# Task requirements
Find every line below with the string "RequestContext" and pick it out.

# Dataset entries
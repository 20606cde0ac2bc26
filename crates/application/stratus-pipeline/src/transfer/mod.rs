//! Upload and download drivers.
//!
//! Drivers perform the protocol exchange for one record and raise
//! [`TransferError`]s. They never decide whether a failure is retried; the
//! worker does that once, from [`TransferError::classify`].

use camino::Utf8Path;
use reqwest::{StatusCode, Url};
use std::sync::Arc;
use std::time::Duration;
use stratus_core::TransferRecord;
use stratus_infra::{ChunkReader, RequestContext, TransferClient, TransferResponse};
use stratus_persistence::TransferRecordStore;
use tokio_util::sync::CancellationToken;

use crate::tracker::ProgressReporter;
use crate::{DavEndpoints, TransferError, TransferOptions};

mod chunked;
mod download;
mod selector;
mod single;
mod tus;

pub use chunked::ChunkedUploadDriver;
pub use download::{DownloadOutcome, Downloader};
pub use selector::StrategySelector;
pub use single::SinglePutUploader;
pub use tus::TusDriver;

#[derive(Debug, Clone, Copy, PartialEq, Eq, Hash)]
pub enum Strategy {
    Tus,
    Chunked,
    SinglePut,
}

impl Strategy {
    pub fn as_str(self) -> &'static str {
        match self {
            Strategy::Tus => "tus",
            Strategy::Chunked => "chunked",
            Strategy::SinglePut => "single-put",
        }
    }
}

impl std::fmt::Display for Strategy {
    fn fmt(&self, f: &mut std::fmt::Formatter<'_>) -> std::fmt::Result {
        f.write_str(self.as_str())
    }
}

/// Request counters, mostly for tests and debug logs.
#[derive(Debug, Clone, Copy, Default, PartialEq, Eq)]
pub struct DriverStats {
    pub requests: u32,
    pub patch_calls: u32,
    pub backoffs: u32,
}

#[derive(Debug, Clone, PartialEq, Eq)]
pub struct UploadOutcome {
    pub strategy: Strategy,
    pub etag: Option<String>,
    pub bytes: u64,
    pub stats: DriverStats,
    /// Set when this strategy replaced an abandoned resumable attempt.
    pub fallback_from: Option<Strategy>,
}

/// Collaborators shared by every driver.
#[derive(Clone)]
pub struct TransferEnv {
    pub client: Arc<dyn TransferClient>,
    pub store: Arc<dyn TransferRecordStore>,
    pub endpoints: DavEndpoints,
    pub options: TransferOptions,
}

impl TransferEnv {
    pub fn new(
        client: Arc<dyn TransferClient>,
        store: Arc<dyn TransferRecordStore>,
        endpoints: DavEndpoints,
        options: TransferOptions,
    ) -> Self {
        Self {
            client,
            store,
            endpoints,
            options,
        }
    }
}

/// Per-run cancellation and progress.
#[derive(Clone)]
pub struct TransferScope {
    pub cancel: CancellationToken,
    pub progress: Arc<ProgressReporter>,
}

impl TransferScope {
    pub fn new(cancel: CancellationToken, progress: Arc<ProgressReporter>) -> Self {
        Self { cancel, progress }
    }

    /// Context for requests whose body bytes count as progress.
    pub fn request_ctx(&self) -> RequestContext {
        RequestContext::new(self.cancel.clone()).with_progress(self.progress.callback())
    }

    /// Context for control requests.
    pub fn control_ctx(&self) -> RequestContext {
        RequestContext::new(self.cancel.clone())
    }

    pub fn check_cancelled(&self) -> Result<(), TransferError> {
        if self.cancel.is_cancelled() {
            return Err(TransferError::Cancelled);
        }
        Ok(())
    }
}

pub(crate) fn unix_mtime(meta: &std::fs::Metadata) -> Option<i64> {
    meta.modified()
        .ok()
        .and_then(|t| t.duration_since(std::time::UNIX_EPOCH).ok())
        .map(|d| d.as_secs() as i64)
}

/// Open the upload source of `record`, returning it with its mtime.
pub(crate) fn open_source(record: &TransferRecord) -> Result<(ChunkReader, Option<i64>), TransferError> {
    let path = Utf8Path::new(&record.local_path);
    let reader = ChunkReader::open(path).map_err(|e| TransferError::local(&record.local_path, e))?;
    let mtime = std::fs::metadata(path)
        .ok()
        .as_ref()
        .and_then(unix_mtime);
    Ok((reader, mtime))
}

/// Whole-file `MD5:<hex>` when checksums are enabled. Hashing runs off the runtime threads.
pub(crate) async fn content_checksum(
    reader: &ChunkReader,
    options: &TransferOptions,
) -> Result<Option<String>, TransferError> {
    if !options.checksums {
        return Ok(None);
    }
    let reader = reader.clone();
    let path = reader.path().to_string();
    let sum = tokio::task::spawn_blocking(move || reader.checksum())
        .await
        .map_err(|e| TransferError::invalid(format!("checksum task failed: {e}")))?
        .map_err(|e| TransferError::local(&path, e))?;
    Ok(Some(sum))
}

/// Map a non-2xx answer onto the error taxonomy.
pub(crate) fn status_error(method: &str, url: &Url, resp: &TransferResponse) -> TransferError {
    match resp.status {
        StatusCode::UNAUTHORIZED => TransferError::Unauthorized {
            status: resp.status,
        },
        StatusCode::FORBIDDEN => TransferError::Forbidden {
            url: url.to_string(),
        },
        StatusCode::PRECONDITION_FAILED => TransferError::PreconditionFailed {
            url: url.to_string(),
        },
        status => TransferError::Status {
            method: method.to_string(),
            url: url.to_string(),
            status,
        },
    }
}

pub(crate) fn expect_success(
    method: &str,
    url: &Url,
    resp: TransferResponse,
) -> Result<TransferResponse, TransferError> {
    if resp.status.is_success() {
        Ok(resp)
    } else {
        Err(status_error(method, url, &resp))
    }
}

pub(crate) fn child_url(parent: &Url, name: &str) -> Result<Url, TransferError> {
    let mut url = parent.clone();
    url.path_segments_mut()
        .map_err(|_| TransferError::invalid(format!("{parent} cannot hold a path")))?
        .pop_if_empty()
        .push(name);
    Ok(url)
}

pub(crate) async fn sleep_cancellable(
    delay: Duration,
    cancel: &CancellationToken,
) -> Result<(), TransferError> {
    tokio::select! {
        biased;
        _ = cancel.cancelled() => Err(TransferError::Cancelled),
        _ = tokio::time::sleep(delay) => Ok(()),
    }
}

#[cfg(test)]
pub(crate) mod testing;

# Written response
use stratus_infra::{ChunkReader, RequestContext, TransferClient, TransferResponse};
    pub fn request_ctx(&self) -> RequestContext {
        RequestContext::new(self.cancel.clone()).with_progress(self.progress.callback())
    pub fn control_ctx(&self) -> RequestContext {
        RequestContext::new(self.cancel.clone())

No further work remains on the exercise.